It is likely that due to the abnormality of fish farming, i.e., fish reared in greater numbers and closer proximity than those that live in the wild, viruses are more easily transferred between fish in farm environments. An example of this is found in the Japanese flounder, Paralichthys olivaceus, in which horizontal transmission of viral hemorrhagic septicemia virus was shown to occur between wild and farmed fish, as well as between infected and uninfected fish [14]. We have shown that the targets of the NNV preferentially replicate not only in the nervous system but also in eye and fin tissues [11]. The results from our previous work raised the possibility that the NNV infection pathway may pass through other organisms exposed to the outside environment. Importantly, before infected fish spread NNV to others, no direct evidence can typically be found regarding how the virus was transmitted to the fish farm initially. The limitation of the sensitivity of previously used detection methods may be the reason for this challenge.

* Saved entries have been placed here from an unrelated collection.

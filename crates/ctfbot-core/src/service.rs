// Guarded workspace workflows
//
// WorkspaceService is the entry point the command surface uses: every call
// takes the authorization policy and the actor, and no platform call happens
// unless the policy approves.

use std::sync::Arc;

use tracing::warn;

use crate::auth::{ensure_authorized, Actor, AuthorizationPolicy};
use crate::error::Result;
use crate::ids::Snowflake;
use crate::provision::{ProvisionSettings, ProvisionedWorkspace, WorkspaceProvisioner};
use crate::teardown::{TeardownOutcome, WorkspaceTeardown};
use crate::traits::ChatPlatform;
use crate::workspace::{GuildContext, ProvisionOptions, WorkspaceSpec};

pub struct WorkspaceService {
    provisioner: WorkspaceProvisioner,
    teardown: WorkspaceTeardown,
}

impl WorkspaceService {
    pub fn new(platform: Arc<dyn ChatPlatform>, settings: ProvisionSettings) -> Self {
        Self {
            provisioner: WorkspaceProvisioner::new(platform.clone(), settings),
            teardown: WorkspaceTeardown::new(platform),
        }
    }

    pub fn provisioner(&self) -> &WorkspaceProvisioner {
        &self.provisioner
    }

    /// Authorize, then provision
    pub async fn provision(
        &self,
        policy: &dyn AuthorizationPolicy,
        actor: &Actor,
        spec: &WorkspaceSpec,
        options: ProvisionOptions,
        guild: &GuildContext,
    ) -> Result<ProvisionedWorkspace> {
        if let Err(e) = ensure_authorized(policy, actor) {
            warn!(actor_id = actor.id, workspace = spec.name(), "Provisioning denied");
            return Err(e);
        }
        self.provisioner.provision(spec, options, guild).await
    }

    /// Authorize, validate, then delete
    pub async fn teardown(
        &self,
        policy: &dyn AuthorizationPolicy,
        actor: &Actor,
        guild: &GuildContext,
        category: Snowflake,
    ) -> Result<TeardownOutcome> {
        if let Err(e) = ensure_authorized(policy, actor) {
            warn!(actor_id = actor.id, category_id = %category, "Teardown denied");
            return Err(e);
        }
        self.teardown.teardown(guild, category).await
    }
}
// `ctfinfo`: one event as a rich embed

use ctfbot_core::{
    format_event, normalize_event_id, BotError, EventCatalog, EventSummary, Result,
    TimestampStyle,
};
use ctfbot_discord::{timestamp, CommandData, Embed};

use super::truncate;

/// Discord's limit on embed descriptions
pub const DESCRIPTION_LIMIT: usize = 4096;

pub async fn run(catalog: &dyn EventCatalog, data: &CommandData) -> Result<Embed> {
    let raw = data
        .number("eventid")
        .ok_or_else(|| BotError::invalid_argument("eventid is required"))?;
    let id = normalize_event_id(raw)?;

    let record = catalog.fetch_by_id(id).await?;
    let summary = format_event(&record)?;
    Ok(event_embed(&summary))
}

/// Card layout: dates, then times, then a relative countdown
pub fn event_embed(summary: &EventSummary) -> Embed {
    let start = summary.start_unix();
    let end = summary.end_unix();

    let mut embed = Embed::new()
        .title(summary.title.as_str())
        .url(summary.url.as_str())
        .description(truncate(&summary.description, DESCRIPTION_LIMIT));
    if let Some(logo) = summary.logo_url() {
        embed = embed.thumbnail(logo);
    }

    embed
        .field("Start Date", timestamp(start, TimestampStyle::ShortDate), true)
        .field("End Date", timestamp(end, TimestampStyle::ShortDate), true)
        .spacer()
        .field("Start Time", timestamp(start, TimestampStyle::ShortTime), true)
        .field("End Time", timestamp(end, TimestampStyle::ShortTime), true)
        .spacer()
        .field("When?", timestamp(start, TimestampStyle::Relative), false)
}

#[cfg(test)]
mod tests {
    use super::*;
    use ctfbot_core::memory::InMemoryEventCatalog;
    use ctfbot_core::EventRecord;
    use serde_json::json;

    fn record() -> EventRecord {
        EventRecord {
            id: 2000,
            title: "ExampleCTF 2024".to_string(),
            url: "https://example.org".to_string(),
            description: "An example competition".to_string(),
            logo: "https://ctftime.org/media/logo.png".to_string(),
            start: "2024-03-09T10:00:00+00:00".to_string(),
            finish: "2024-03-10T20:00:00+00:00".to_string(),
        }
    }

    fn command(value: serde_json::Value) -> CommandData {
        serde_json::from_value(json!({
            "name": "ctfinfo",
            "options": [{"name": "eventid", "type": 10, "value": value}]
        }))
        .unwrap()
    }

    #[test]
    fn test_embed_layout() {
        let embed = event_embed(&format_event(&record()).unwrap());
        assert_eq!(embed.title.as_deref(), Some("ExampleCTF 2024"));
        assert_eq!(embed.url.as_deref(), Some("https://example.org"));
        assert_eq!(
            embed.thumbnail.map(|t| t.url),
            Some("https://ctftime.org/media/logo.png".to_string())
        );

        let fields: Vec<(&str, &str, bool)> = embed
            .fields
            .iter()
            .map(|f| (f.name.as_str(), f.value.as_str(), f.inline))
            .collect();
        assert_eq!(
            fields,
            vec![
                ("Start Date", "<t:1709978400:d>", true),
                ("End Date", "<t:1710100800:d>", true),
                ("\u{200b}", "\u{200b}", true),
                ("Start Time", "<t:1709978400:t>", true),
                ("End Time", "<t:1710100800:t>", true),
                ("\u{200b}", "\u{200b}", true),
                ("When?", "<t:1709978400:R>", false),
            ]
        );
    }

    #[test]
    fn test_empty_logo_has_no_thumbnail() {
        let mut event = record();
        event.logo = String::new();
        let embed = event_embed(&format_event(&event).unwrap());
        assert!(embed.thumbnail.is_none());
    }

    #[tokio::test]
    async fn test_run_rounds_event_id() {
        let catalog = InMemoryEventCatalog::new();
        catalog.seed(vec![record()]).await;

        let embed = run(&catalog, &command(json!(1999.6))).await.unwrap();
        assert_eq!(embed.title.as_deref(), Some("ExampleCTF 2024"));
    }

    #[tokio::test]
    async fn test_run_rejects_non_positive_id() {
        let catalog = InMemoryEventCatalog::new();
        let err = run(&catalog, &command(json!(0.2))).await.unwrap_err();
        assert!(matches!(err, BotError::InvalidArgument(_)));
    }

    #[tokio::test]
    async fn test_run_reports_reversed_event() {
        let catalog = InMemoryEventCatalog::new();
        let mut event = record();
        event.finish = "2024-03-08T10:00:00+00:00".to_string();
        catalog.seed(vec![event]).await;

        let err = run(&catalog, &command(json!(2000))).await.unwrap_err();
        assert!(matches!(err, BotError::MalformedResponse(_)));
    }
}
//! Index Catalog - rusqlite 기반 인덱스 메타데이터
//!
//! 인덱스 디렉토리의 `catalog.db`에 임베딩 모델 식별자/차원과
//! 인제스트된 원본 파일 기록을 저장합니다.
//! 카탈로그 파일이 없으면 인덱스가 생성된 적 없는 것으로 봅니다.

use std::path::{Path, PathBuf};
use std::sync::{Arc, Mutex};

use anyhow::{Context, Result};
use chrono::{DateTime, Utc};
use rusqlite::{params, Connection, OpenFlags, OptionalExtension};
use serde::Serialize;

/// 카탈로그 파일 이름
pub const CATALOG_FILE: &str = "catalog.db";

const META_EMBEDDING_MODEL: &str = "embedding_model";
const META_DIMENSION: &str = "dimension";
const META_CREATED_AT: &str = "created_at";

// ============================================================================
// Types
// ============================================================================

/// 인덱스 생성 시점에 고정되는 정보
#[derive(Debug, Clone, PartialEq, Serialize)]
pub struct IndexManifest {
    pub embedding_model: String,
    pub dimension: usize,
    pub created_at: DateTime<Utc>,
}

/// 인제스트된 원본 파일 기록
#[derive(Debug, Clone, Serialize)]
pub struct SourceRecord {
    pub id: i64,
    pub path: String,
    pub pages: usize,
    pub chunks: usize,
    pub ingested_at: DateTime<Utc>,
}

/// 카탈로그 통계
#[derive(Debug, Clone, Serialize)]
pub struct CatalogStats {
    pub source_count: usize,
    pub chunk_count: usize,
    pub db_path: PathBuf,
}

// ============================================================================
// Catalog
// ============================================================================

/// 인덱스 카탈로그
pub struct Catalog {
    conn: Arc<Mutex<Connection>>,
    db_path: PathBuf,
}

impl Catalog {
    /// 인덱스 디렉토리에 카탈로그가 있는지
    pub fn exists(index_dir: &Path) -> bool {
        index_dir.join(CATALOG_FILE).is_file()
    }

    /// 카탈로그 열기 (없으면 생성)
    pub fn open(index_dir: &Path) -> Result<Self> {
        if !index_dir.exists() {
            std::fs::create_dir_all(index_dir).context("Failed to create index directory")?;
        }

        let db_path = index_dir.join(CATALOG_FILE);
        let conn = Connection::open_with_flags(
            &db_path,
            OpenFlags::SQLITE_OPEN_READ_WRITE
                | OpenFlags::SQLITE_OPEN_CREATE
                | OpenFlags::SQLITE_OPEN_NO_MUTEX,
        )
        .context("Failed to open catalog database")?;

        let catalog = Self {
            conn: Arc::new(Mutex::new(conn)),
            db_path,
        };

        catalog.initialize()?;
        Ok(catalog)
    }

    pub fn db_path(&self) -> &Path {
        &self.db_path
    }

    fn lock(&self) -> Result<std::sync::MutexGuard<'_, Connection>> {
        self.conn
            .lock()
            .map_err(|e| anyhow::anyhow!("Lock error: {}", e))
    }

    /// 스키마 초기화
    fn initialize(&self) -> Result<()> {
        let conn = self.lock()?;

        conn.execute_batch(
            "CREATE TABLE IF NOT EXISTS meta (
                key TEXT PRIMARY KEY,
                value TEXT NOT NULL
            );
            CREATE TABLE IF NOT EXISTS sources (
                id INTEGER PRIMARY KEY AUTOINCREMENT,
                path TEXT NOT NULL,
                pages INTEGER NOT NULL,
                chunks INTEGER NOT NULL,
                ingested_at TEXT NOT NULL
            );
            CREATE INDEX IF NOT EXISTS idx_sources_path ON sources(path);",
        )
        .context("Failed to create catalog tables")?;

        tracing::debug!("Catalog initialized at {:?}", self.db_path);
        Ok(())
    }

    /// 저장된 매니페스트 조회 (아직 없으면 None)
    pub fn manifest(&self) -> Result<Option<IndexManifest>> {
        let conn = self.lock()?;

        let get = |key: &str| -> Result<Option<String>> {
            conn.query_row("SELECT value FROM meta WHERE key = ?1", params![key], |row| {
                row.get(0)
            })
            .optional()
            .with_context(|| format!("Failed to read meta key {}", key))
        };

        let (Some(model), Some(dimension)) = (get(META_EMBEDDING_MODEL)?, get(META_DIMENSION)?)
        else {
            return Ok(None);
        };

        let dimension = dimension
            .parse()
            .with_context(|| format!("Corrupt dimension in catalog: {}", dimension))?;
        let created_at = get(META_CREATED_AT)?
            .map(parse_datetime)
            .unwrap_or_else(Utc::now);

        Ok(Some(IndexManifest {
            embedding_model: model,
            dimension,
            created_at,
        }))
    }

    /// 매니페스트 기록 (인덱스 최초 생성 시)
    pub fn write_manifest(&self, manifest: &IndexManifest) -> Result<()> {
        let mut conn = self.lock()?;
        let tx = conn.transaction()?;

        for (key, value) in [
            (META_EMBEDDING_MODEL, manifest.embedding_model.clone()),
            (META_DIMENSION, manifest.dimension.to_string()),
            (META_CREATED_AT, manifest.created_at.to_rfc3339()),
        ] {
            tx.execute(
                "INSERT OR REPLACE INTO meta (key, value) VALUES (?1, ?2)",
                params![key, value],
            )
            .context("Failed to write manifest")?;
        }

        tx.commit().context("Failed to commit manifest")?;
        tracing::info!(
            "Index manifest written: model={}, dimension={}",
            manifest.embedding_model,
            manifest.dimension
        );
        Ok(())
    }

    /// 인제스트된 원본 파일 기록
    pub fn record_source(&self, path: &str, pages: usize, chunks: usize) -> Result<i64> {
        let conn = self.lock()?;
        let now = Utc::now().to_rfc3339();

        conn.execute(
            "INSERT INTO sources (path, pages, chunks, ingested_at) VALUES (?1, ?2, ?3, ?4)",
            params![path, pages as i64, chunks as i64, now],
        )
        .context("Failed to record source")?;

        Ok(conn.last_insert_rowid())
    }

    /// 최근 인제스트 목록
    pub fn list_sources(&self, limit: usize) -> Result<Vec<SourceRecord>> {
        let conn = self.lock()?;

        let mut stmt = conn.prepare(
            "SELECT id, path, pages, chunks, ingested_at FROM sources
             ORDER BY id DESC
             LIMIT ?1",
        )?;

        let rows = stmt.query_map(params![limit as i64], |row| {
            Ok(SourceRecord {
                id: row.get(0)?,
                path: row.get(1)?,
                pages: row.get::<_, i64>(2)? as usize,
                chunks: row.get::<_, i64>(3)? as usize,
                ingested_at: parse_datetime(row.get::<_, String>(4)?),
            })
        })?;

        let records = rows
            .collect::<std::result::Result<Vec<_>, _>>()
            .context("Failed to read sources")?;
        Ok(records)
    }

    /// 카탈로그 통계
    pub fn stats(&self) -> Result<CatalogStats> {
        let conn = self.lock()?;

        let (sources, chunks): (i64, i64) = conn
            .query_row(
                "SELECT COUNT(*), COALESCE(SUM(chunks), 0) FROM sources",
                [],
                |row| Ok((row.get(0)?, row.get(1)?)),
            )
            .context("Failed to read catalog stats")?;

        Ok(CatalogStats {
            source_count: sources as usize,
            chunk_count: chunks as usize,
            db_path: self.db_path.clone(),
        })
    }
}

/// RFC3339 문자열을 DateTime<Utc>로 파싱
fn parse_datetime(s: String) -> DateTime<Utc> {
    DateTime::parse_from_rfc3339(&s)
        .map(|dt| dt.with_timezone(&Utc))
        .unwrap_or_else(|_| Utc::now())
}

// ============================================================================
// Tests
// ============================================================================
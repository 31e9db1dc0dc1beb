//! Knowledge 모듈 - 청킹, 벡터 인덱스, 카탈로그
//!
//! - Chunker: 경계 인식 오버랩 청킹
//! - LanceDB: 디스크 벡터 인덱스
//! - Memory: 세션 범위 벡터 인덱스
//! - Catalog: SQLite 인덱스 메타데이터 (임베딩 모델 식별자, 원본 기록)

mod catalog;
mod chunker;
mod document;
mod index;
mod lance;
mod memory;
mod vector;

// Re-exports
pub use catalog::{Catalog, CatalogStats, IndexManifest, SourceRecord, CATALOG_FILE};
pub use chunker::{default_chunker, ChunkConfig, Spans, TextChunker, TextSpan};
pub use document::{Chunk, Document, SearchHit};
pub use index::{read_manifest, DocumentIndex, IndexStats};
pub use lance::LanceVectorStore;
pub use memory::MemoryVectorStore;
pub use vector::{rank_hits, squared_l2, IndexEntry, VectorStore};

In this study, we applied a recently developed microfluidic chip detection system [15], which exhibited a high analytical sensitivity (3 copies·µL−1 of directly lysed sample; Figure S3A) and allowed us to detect virus in small samples. Our epidemiological investigation of 120 samples from 5 grouper aquaculture farms in southern Taiwan (Table 3 and Table S2, S3, and S4) revealed the high prevalence of NNV infection (89% of the samples and 100% of the farms). Grouper aquaculture is prevalent in Southern Taiwan due to its suitable culture environment, and the cities included in our sample (Anping, Cigu, Jiading, Kunshen, and Linyuan) are the main regions of grouper farming in this region. High stocking density and high seawater temperature can also accelerate NNV disease outbreaks and result in high mortality during the rearing period [16]. In our study, hatchery-reared larvae and juvenile groupers were typically reared indoors with a stable, controlled temperature of approximately 28–29°C. Indoor rearing is a common method for intensive rearing during larval and juvenile stages in Taiwan, in which large fiberglass or concrete tanks as large as 100 m3 are used. Compared to outdoor rearing methods, this approach can yield a higher survival rate and permit easier handling of stock during the early stages of growth. However, the indoor approach also provides an ideal environment (i.e., stable temperature control) for NNV infection. Moreover, there is no standard fish farming procedure for treating dead fish in Taiwan; the dead fish are often dumped into drains or into the sea in the vicinity of the aquaculture farms. This practice could result in the transmission of virus in the seawater by pumping to the aquaculture farms; thus, neighboring facilities could also be at risk.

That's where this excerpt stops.